**Description of the task:** If a line in the records below contains the word "SharePct", return that line.

#### Information given ####

use serde::{Deserialize, Serialize};
use tabled::Tabled;

/// One spreadsheet/CSV row before cleaning. Headers may be Spanish or
/// English, so every column carries the aliases seen in real exports.
#[derive(Debug, Deserialize)]
pub struct RawRow {
    #[serde(rename = "fecha", alias = "Fecha", alias = "date", alias = "Date")]
    pub date: Option<String>,
    #[serde(rename = "marca", alias = "Marca", alias = "brand", alias = "Brand")]
    pub brand: Option<String>,
    #[serde(rename = "modelo", alias = "Modelo", alias = "model", alias = "Model")]
    pub model: Option<String>,
    #[serde(
        rename = "tipo_vehiculo",
        alias = "Tipo de Vehículo",
        alias = "tipo",
        alias = "type",
        alias = "vehicleType",
        alias = "vehicle_type"
    )]
    pub vehicle_type: Option<String>,
    #[serde(rename = "unidades", alias = "Unidades", alias = "units", alias = "Units")]
    pub units: Option<String>,
}

#[derive(Debug, Clone, PartialEq, Eq, Serialize, Deserialize)]
pub struct ImportRecord {
    pub id: String,
    pub date: String,
    pub brand: String,
    pub model: String,
    pub vehicle_type: String,
    pub units: u64,
    pub year: i32,
    pub month: u32,
}

#[derive(Debug, Clone, Copy, Default, PartialEq, Serialize)]
pub struct KpiSet {
    pub total_vehicles: u64,
    pub total_brands: usize,
    pub total_models: usize,
    pub monthly_variation: f64,
    pub yearly_variation: f64,
}

#[derive(Debug, Clone, PartialEq, Serialize)]
pub struct RankingItem {
    pub name: String,
    pub value: u64,
    #[serde(skip_serializing_if = "Option::is_none")]
    pub percentage: Option<f64>,
    #[serde(skip_serializing_if = "Option::is_none")]
    pub growth: Option<f64>,
}

impl RankingItem {
    pub fn new(name: impl Into<String>, value: u64) -> Self {
        Self {
            name: name.into(),
            value,
            percentage: None,
            growth: None,
        }
    }
}

#[derive(Debug, Clone, PartialEq, Serialize)]
pub struct MarketShareItem {
    pub name: String,
    pub value: u64,
    pub percentage: f64,
}

#[derive(Debug, Clone, PartialEq, Eq, Serialize)]
pub struct NewVehicle {
    pub brand: String,
    pub model: String,
    pub vehicle_type: String,
    pub units: u64,
}

// Display rows. Numbers are pre-formatted strings so the CSV export and the
// console preview show exactly the same text.

#[derive(Debug, Serialize, Tabled, Clone)]
pub struct KpiRow {
    #[serde(rename = "Metric")]
    #[tabled(rename = "Metric")]
    pub metric: String,
    #[serde(rename = "Value")]
    #[tabled(rename = "Value")]
    pub value: String,
}

#[derive(Debug, Serialize, Tabled, Clone)]
pub struct RankingRow {
    #[serde(rename = "Rank")]
    #[tabled(rename = "Rank")]
    pub rank: usize,
    #[serde(rename = "Name")]
    #[tabled(rename = "Name")]
    pub name: String,
    #[serde(rename = "Value")]
    #[tabled(rename = "Value")]
    pub value: String,
}

#[derive(Debug, Serialize, Tabled, Clone)]
pub struct MarketShareRow {
    #[serde(rename = "Brand")]
    #[tabled(rename = "Brand")]
    pub brand: String,
    #[serde(rename = "Units")]
    #[tabled(rename = "Units")]
    pub units: String,
    #[serde(rename = "SharePct")]
    #[tabled(rename = "SharePct")]
    pub share_pct: String,
}

#[derive(Debug, Serialize, Tabled, Clone)]
pub struct GrowthRow {
    #[serde(rename = "Brand")]
    #[tabled(rename = "Brand")]
    pub brand: String,
    #[serde(rename = "Units")]
    #[tabled(rename = "Units")]
    pub units: String,
    #[serde(rename = "GrowthPct")]
    #[tabled(rename = "GrowthPct")]
    pub growth_pct: String,
}

#[derive(Debug, Serialize, Tabled, Clone)]
pub struct NewVehicleRow {
    #[serde(rename = "Brand")]
    #[tabled(rename = "Brand")]
    pub brand: String,
    #[serde(rename = "Model")]
    #[tabled(rename = "Model")]
    pub model: String,
    #[serde(rename = "VehicleType")]
    #[tabled(rename = "VehicleType")]
    pub vehicle_type: String,
    #[serde(rename = "Units")]
    #[tabled(rename = "Units")]
    pub units: String,
}

#[derive(Debug, Serialize)]
pub struct SummaryReport {
    pub reference_year: i32,
    pub reference_month: u32,
    pub total_records: usize,
    pub kpis: KpiSet,
    pub insights: Vec<String>,
}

####

**Result for this task:**
    #[serde(rename = "SharePct")]
    #[tabled(rename = "SharePct")]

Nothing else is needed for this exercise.